著者
佐々木 哲也 天内 大樹 下澤 嶽 ササキ テツヤ アマナイ ダイキ シモサワ タカシ Tetsuya SASAKI Daiki AMANAI Takashi SHIMOSAWA
雑誌
静岡文化芸術大学研究紀要
巻号頁・発行日
vol.23, pp.151-160, 2023-03-31

大学生協は、法令に基づき、学生や教職員らの組合員により組織された機関によって民主的に運営されている。多くの大学生協は全国大学生活協同組合連合会や各地の事業連合に加盟しており、これらの組織から支援を受けつつ、専従の生協職員を雇用して事業を行っている。これにより多様なサービスの安定的・効率的な供給を実現させている一方で、機関運営と事業運営とが隔てられ、組合員による機関運営の役割や裁量は限定的なものとなり、ガバナンスの形骸化という組織運営上の問題を抱えている。 静岡文化芸術大学生活協同組合(以下、文芸大生協)では、2021年度に当時雇用していたパート職員が文芸大生協の資産を不正に取得する被害が発生し、これに対して、損失の処理、情報公開、不正の再発防止などの対処を行った。
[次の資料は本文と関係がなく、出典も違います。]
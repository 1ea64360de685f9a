//! Preset runner
//!
//! Applies one preset to a project directory in a fixed order:
//!
//! 1. precondition checks
//! 2. dependency installation (delegated to the package manager)
//! 3. directories
//! 4. template copies
//! 5. package manifest merge, then script entries
//! 6. line-set additions
//!
//! Every step reads the files it touches fresh from disk, so later steps see
//! the effects of earlier ones. Nothing is rolled back on failure.

use crate::engine::{
    DirChange, DocumentFormat, Engine, FileChange, Policy, Substitutions,
};
use crate::runtime::{missing_dependencies, Installer, PackageManager};
use crate::templates::{CopyStep, Parameter, Preset};
use anyhow::{Context, Result};
use std::path::Path;

/// Built-in placeholder holding the project directory's name
pub const PROJECT_NAME_VAR: &str = "project_name";

/// Options for one preset run
#[derive(Debug, Clone, Default)]
pub struct RunOptions {
    /// Do not call the package manager at all
    pub skip_install: bool,

    /// Package manager to use instead of detecting one from lockfiles
    pub package_manager: Option<PackageManager>,

    /// Placeholder values given by the user; these win over preset values
    pub variables: Substitutions,
}

/// Everything a run did, in order
#[derive(Debug, Clone, Default)]
pub struct RunReport {
    pub directories: Vec<DirChange>,
    pub files: Vec<FileChange>,
    /// Runtime dependencies requested from the package manager
    pub installed: Vec<String>,
    /// Development dependencies requested from the package manager
    pub installed_dev: Vec<String>,
}

impl RunReport {
    /// Number of files created or updated
    pub fn written(&self) -> usize {
        self.files.iter().filter(|c| c.action.wrote()).count()
    }
}

/// Dependencies a preset still needs, split into (runtime, dev)
#[derive(Debug, Clone, Default, PartialEq, Eq)]
pub struct InstallPlan {
    pub dependencies: Vec<String>,
    pub dev_dependencies: Vec<String>,
}

impl InstallPlan {
    pub fn is_empty(&self) -> bool {
        self.dependencies.is_empty() && self.dev_dependencies.is_empty()
    }
}

/// Fail early when the preset cannot be applied to `engine`'s project
pub fn check_preconditions(preset: &Preset, engine: &Engine) -> Result<()> {
    if preset.manifest.requires_manifest {
        let manifest = preset.manifest.package_manifest();
        let path = engine.resolve(Path::new(manifest))?;
        if !path.is_file() {
            anyhow::bail!(
                "{} does not exist in {}. Preset '{}' must be applied to an existing package.",
                manifest,
                engine.root().display(),
                preset.id
            );
        }
    }
    Ok(())
}

/// Work out which of the preset's dependencies are not declared yet
pub fn plan_install(preset: &Preset, engine: &Engine) -> Result<InstallPlan> {
    let manifest = preset.manifest.package_manifest();
    let path = engine.resolve(Path::new(manifest))?;

    let document = if path.is_file() {
        let text = std::fs::read_to_string(&path)
            .with_context(|| format!("Failed to read {}", path.display()))?;
        Some(DocumentFormat::for_path(&path).parse(&path, &text)?)
    } else {
        None
    };

    Ok(InstallPlan {
        dependencies: missing_dependencies(document.as_ref(), &preset.manifest.dependencies),
        dev_dependencies: missing_dependencies(
            document.as_ref(),
            &preset.manifest.dev_dependencies,
        ),
    })
}

/// Substitutions for one copy step
pub fn substitutions_for(
    preset: &Preset,
    step: &CopyStep,
    project_dir: &Path,
    overrides: &Substitutions,
) -> Substitutions {
    let project_name = project_dir
        .canonicalize()
        .ok()
        .as_deref()
        .unwrap_or(project_dir)
        .file_name()
        .map(|n| n.to_string_lossy().into_owned())
        .unwrap_or_else(|| "project".to_string());

    let mut subs = Substitutions::new();
    subs.insert(PROJECT_NAME_VAR.to_string(), project_name);
    subs.extend(preset.manifest.variables.clone());
    for param in &preset.manifest.parameters {
        subs.insert(param.name.clone(), param.default.clone());
    }
    subs.extend(step.substitutions.clone());
    subs.extend(overrides.clone());
    subs
}

/// Parameters that still need a value after the caller's own answers
pub fn unanswered_parameters<'a>(preset: &'a Preset, answers: &Substitutions) -> Vec<&'a Parameter> {
    preset
        .manifest
        .parameters
        .iter()
        .filter(|param| !answers.contains_key(&param.name))
        .collect()
}

/// Apply every file-level step of a preset (everything but installation)
pub fn apply_preset(preset: &Preset, engine: &Engine, variables: &Substitutions) -> Result<RunReport> {
    let manifest = &preset.manifest;
    let mut report = RunReport {
        directories: engine.ensure_directories(&manifest.directories)?,
        ..RunReport::default()
    };

    for step in &manifest.copy {
        let subs = substitutions_for(preset, step, engine.root(), variables);
        for file in &step.files {
            let change = engine.copy_template(preset.asset_path(file), file, step.policy, &subs)?;
            report.files.push(change);
        }
    }

    if let Some(changes) = &manifest.manifest {
        if !changes.merge.is_empty() {
            report.files.push(engine.apply_structured_merge(
                &changes.path,
                &changes.merge,
                Policy::Merge,
            )?);
        }
        for script in &changes.scripts {
            report
                .files
                .push(engine.apply_script_entry(&changes.path, &script.name, &script.command)?);
        }
    }

    for step in &manifest.lines {
        report
            .files
            .push(engine.apply_line_set(&step.path, &step.lines, step.policy)?);
    }

    Ok(report)
}

/// Run a preset against `project_dir`, installing dependencies first
pub async fn run_preset(
    preset: &Preset,
    project_dir: &Path,
    options: &RunOptions,
) -> Result<RunReport> {
    let engine = Engine::new(project_dir);
    check_preconditions(preset, &engine)?;

    std::fs::create_dir_all(project_dir)
        .with_context(|| format!("Failed to create {}", project_dir.display()))?;

    let mut installed = InstallPlan::default();
    if !options.skip_install {
        let plan = plan_install(preset, &engine)?;
        if !plan.is_empty() {
            let manager = options
                .package_manager
                .unwrap_or_else(|| PackageManager::detect(project_dir));
            let installer = Installer::new(manager);
            installer
                .install(project_dir, &plan.dependencies, false)
                .await?;
            installer
                .install(project_dir, &plan.dev_dependencies, true)
                .await?;
        }
        installed = plan;
    }

    let mut report = apply_preset(preset, &engine, &options.variables)
        .with_context(|| format!("Failed to apply preset '{}'", preset.id))?;
    report.installed = installed.dependencies;
    report.installed_dev = installed.dev_dependencies;
    Ok(report)
}
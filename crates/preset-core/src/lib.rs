//! Preset Core - Shared library for project preset CLIs
//!
//! This library applies declarative project presets (esbuild, vite, webpack,
//! jest setups and the like) to a directory without clobbering user edits.
//! Running the same preset twice leaves the project as it was after the
//! first run.
//!
//! # Architecture
//!
//! The library is organized into layers:
//!
//! - **Layer 1: Merge Engine** - Idempotent file operations: line-set union,
//!   structured-document deep merge, template copy with placeholders,
//!   directory creation (`engine`, `patch`)
//! - **Layer 2: Presets** - `preset.yaml` manifests, discovery under a
//!   template root, and the runner that composes engine operations
//!   (`templates`, `generator`, `runtime`)
//! - **Layer 3: CLI/TUI Interface** - `ProductConfig` and optional
//!   cliclack-based prompts (feature-gated)
//!
//! # Feature Flags
//!
//! - `tui` (default): Enables the cliclack-based TUI prompts module
//!
//! # Example Usage (without TUI)
//!
//! ```ignore
//! use preset_core::{Engine, Patch, Policy};
//!
//! let engine = Engine::new("my-app");
//! engine.ensure_directories(["src", "dist"])?;
//! engine.apply_structured_merge("package.json", &Patch::new().with("type", "module"), Policy::Merge)?;
//! engine.apply_script_entry("package.json", "build", "node ./build.js")?;
//! engine.apply_line_set(".gitignore", &["node_modules", "dist"], Policy::Merge)?;
//! ```

pub mod engine;
pub mod error;
pub mod generator;
pub mod patch;
pub mod product;
pub mod runtime;
pub mod templates;

#[cfg(feature = "tui")]
pub mod tui;

// Re-export main types for convenience
pub use engine::{DirAction, DirChange, Engine, FileAction, FileChange, FileKind, Policy, Substitutions};
pub use error::{EngineError, EngineResult};
pub use generator::{apply_preset, run_preset, RunOptions, RunReport};
pub use patch::{Patch, PatchValue, Scalar};
pub use product::ProductConfig;
pub use runtime::PackageManager;
pub use templates::{Preset, PresetCatalog, PresetManifest};

#[cfg(feature = "tui")]
pub use tui::{run, ApplyArgs};
//! Package manager detection for Node.js projects

use serde_json::{Map, Value};
use std::fmt;
use std::path::Path;
use std::process::Command;
use std::str::FromStr;

/// Supported JavaScript package managers
#[derive(Debug, Clone, Copy, PartialEq, Eq, Hash)]
pub enum PackageManager {
    Npm,
    Yarn,
    Pnpm,
    Bun,
}

/// Lockfiles in order of precedence
const LOCKFILES: &[(&str, PackageManager)] = &[
    ("bun.lockb", PackageManager::Bun),
    ("bun.lock", PackageManager::Bun),
    ("pnpm-lock.yaml", PackageManager::Pnpm),
    ("yarn.lock", PackageManager::Yarn),
    ("package-lock.json", PackageManager::Npm),
];

impl PackageManager {
    pub const ALL: [PackageManager; 4] = [
        PackageManager::Npm,
        PackageManager::Yarn,
        PackageManager::Pnpm,
        PackageManager::Bun,
    ];

    /// Executable name
    pub fn binary(&self) -> &'static str {
        match self {
            PackageManager::Npm => "npm",
            PackageManager::Yarn => "yarn",
            PackageManager::Pnpm => "pnpm",
            PackageManager::Bun => "bun",
        }
    }

    pub fn docs_url(&self) -> &'static str {
        match self {
            PackageManager::Npm => "https://docs.npmjs.com/downloading-and-installing-node-js-and-npm",
            PackageManager::Yarn => "https://yarnpkg.com/getting-started/install",
            PackageManager::Pnpm => "https://pnpm.io/installation",
            PackageManager::Bun => "https://bun.sh/docs/installation",
        }
    }

    /// Pick the package manager a project already uses, npm if unknown
    pub fn detect(project_dir: &Path) -> Self {
        LOCKFILES
            .iter()
            .find(|(file, _)| project_dir.join(file).is_file())
            .map(|(_, pm)| *pm)
            .unwrap_or(PackageManager::Npm)
    }

    /// Arguments (after the binary) that add `packages` to the project
    pub fn install_args(&self, packages: &[String], dev: bool) -> Vec<String> {
        let mut args: Vec<String> = match (self, dev) {
            (PackageManager::Npm, false) => vec!["install".into(), "--save".into()],
            (PackageManager::Npm, true) => vec!["install".into(), "--save-dev".into()],
            (PackageManager::Yarn | PackageManager::Pnpm, false) => vec!["add".into()],
            (PackageManager::Yarn | PackageManager::Pnpm, true) => vec!["add".into(), "-D".into()],
            (PackageManager::Bun, false) => vec!["add".into()],
            (PackageManager::Bun, true) => vec!["add".into(), "-d".into()],
        };
        args.extend(packages.iter().cloned());
        args
    }

    /// Check whether the package manager is on PATH
    pub fn check(&self) -> RuntimeInfo {
        let output = Command::new(self.binary()).arg("--version").output();

        match output {
            Ok(out) if out.status.success() => {
                let version = String::from_utf8_lossy(&out.stdout).trim().to_string();
                RuntimeInfo {
                    name: self.binary(),
                    version: Some(version),
                    available: true,
                }
            }
            _ => RuntimeInfo {
                name: self.binary(),
                version: None,
                available: false,
            },
        }
    }
}

impl fmt::Display for PackageManager {
    fn fmt(&self, f: &mut fmt::Formatter<'_>) -> fmt::Result {
        write!(f, "{}", self.binary())
    }
}

impl FromStr for PackageManager {
    type Err = String;

    fn from_str(s: &str) -> Result<Self, Self::Err> {
        match s.to_lowercase().as_str() {
            "npm" => Ok(PackageManager::Npm),
            "yarn" => Ok(PackageManager::Yarn),
            "pnpm" => Ok(PackageManager::Pnpm),
            "bun" => Ok(PackageManager::Bun),
            other => Err(format!(
                "unknown package manager '{}' (expected npm, yarn, pnpm or bun)",
                other
            )),
        }
    }
}

/// Runtime detection result
#[derive(Debug, Clone)]
pub struct RuntimeInfo {
    pub name: &'static str,
    pub version: Option<String>,
    pub available: bool,
}

/// Package name of an install spec: `jszip@3.9.1` -> `jszip`,
/// `@types/node@20` -> `@types/node`
pub fn package_name(spec: &str) -> &str {
    let search_from = usize::from(spec.starts_with('@'));
    match spec[search_from..].find('@') {
        Some(idx) => &spec[..search_from + idx],
        None => spec,
    }
}

/// Packages from `specs` not yet declared in the manifest's
/// `dependencies` or `devDependencies`
pub fn missing_dependencies(manifest: Option<&Map<String, Value>>, specs: &[String]) -> Vec<String> {
    let declared = |name: &str| {
        manifest.is_some_and(|m| {
            ["dependencies", "devDependencies"].iter().any(|section| {
                m.get(*section)
                    .and_then(Value::as_object)
                    .is_some_and(|deps| deps.contains_key(name))
            })
        })
    };

    let mut missing: Vec<String> = Vec::new();
    for spec in specs {
        let name = package_name(spec);
        if !declared(name) && !missing.iter().any(|m| package_name(m) == name) {
            missing.push(spec.clone());
        }
    }
    missing
}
同様の不正の被害は全国の大学生協で散発しているものの、過去の事例を参照できず、文芸大での不正の対処は困難を極めた。また、不正の再発防止において対策にかかるコストや役員の負担などの難しい課題を残すなど、大学生協のガバナンスの問題を浮き彫りにした。 本稿では、文芸大生協での不正とその対処を事例として報告した上で、大学生協のリスク管理の改善には、全国・地域単位での多層的なガバナンスの構築と、大学の主体的な関与が必要であることを提示する。